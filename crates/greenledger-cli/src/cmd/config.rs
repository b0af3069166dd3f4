use crate::output::print_json;
use anyhow::Context;
use clap::Subcommand;
use greenledger_core::config::{Config, WarnLevel};
use std::path::Path;

#[derive(Subcommand)]
pub enum ConfigSubcommand {
    /// Print the effective config as YAML
    Show,

    /// Validate the config for common mistakes
    Validate,
}

pub fn run(root: &Path, subcmd: ConfigSubcommand, json: bool) -> anyhow::Result<()> {
    match subcmd {
        ConfigSubcommand::Show => show(root, json),
        ConfigSubcommand::Validate => validate(root, json),
    }
}

fn show(root: &Path, json: bool) -> anyhow::Result<()> {
    let config = Config::load(root).context("failed to load config")?;
    if json {
        return print_json(&config);
    }
    print!("{}", config.to_yaml().context("failed to render config")?);
    Ok(())
}

fn validate(root: &Path, json: bool) -> anyhow::Result<()> {
    let config = Config::load(root).context("failed to load config")?;
    let warnings = config.validate();

    if json {
        print_json(&serde_json::json!({ "warnings": warnings }))?;
    } else if warnings.is_empty() {
        println!("Config is valid. No warnings.");
    } else {
        for w in &warnings {
            let prefix = match w.level {
                WarnLevel::Warning => "warning",
                WarnLevel::Error => "error",
            };
            println!("[{prefix}] {}", w.message);
        }
    }

    if warnings.iter().any(|w| w.level == WarnLevel::Error) {
        anyhow::bail!("config validation found errors");
    }
    Ok(())
}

# # # # # # #

» **Task prompt**
Print exactly the lines above, between the one holding "use clap::Subcommand;" and the one holding "let prefix = match", inclusive, and nothing besides.

» **Answer area**
use clap::Subcommand;
use greenledger_core::config::{Config, WarnLevel};
use std::path::Path;

#[derive(Subcommand)]
pub enum ConfigSubcommand {
    /// Print the effective config as YAML
    Show,

    /// Validate the config for common mistakes
    Validate,
}

pub fn run(root: &Path, subcmd: ConfigSubcommand, json: bool) -> anyhow::Result<()> {
    match subcmd {
        ConfigSubcommand::Show => show(root, json),
        ConfigSubcommand::Validate => validate(root, json),
    }
}

fn show(root: &Path, json: bool) -> anyhow::Result<()> {
    let config = Config::load(root).context("failed to load config")?;
    if json {
        return print_json(&config);
    }
    print!("{}", config.to_yaml().context("failed to render config")?);
    Ok(())
}

fn validate(root: &Path, json: bool) -> anyhow::Result<()> {
    let config = Config::load(root).context("failed to load config")?;
    let warnings = config.validate();

    if json {
        print_json(&serde_json::json!({ "warnings": warnings }))?;
    } else if warnings.is_empty() {
        println!("Config is valid. No warnings.");
    } else {
        for w in &warnings {
            let prefix = match w.level {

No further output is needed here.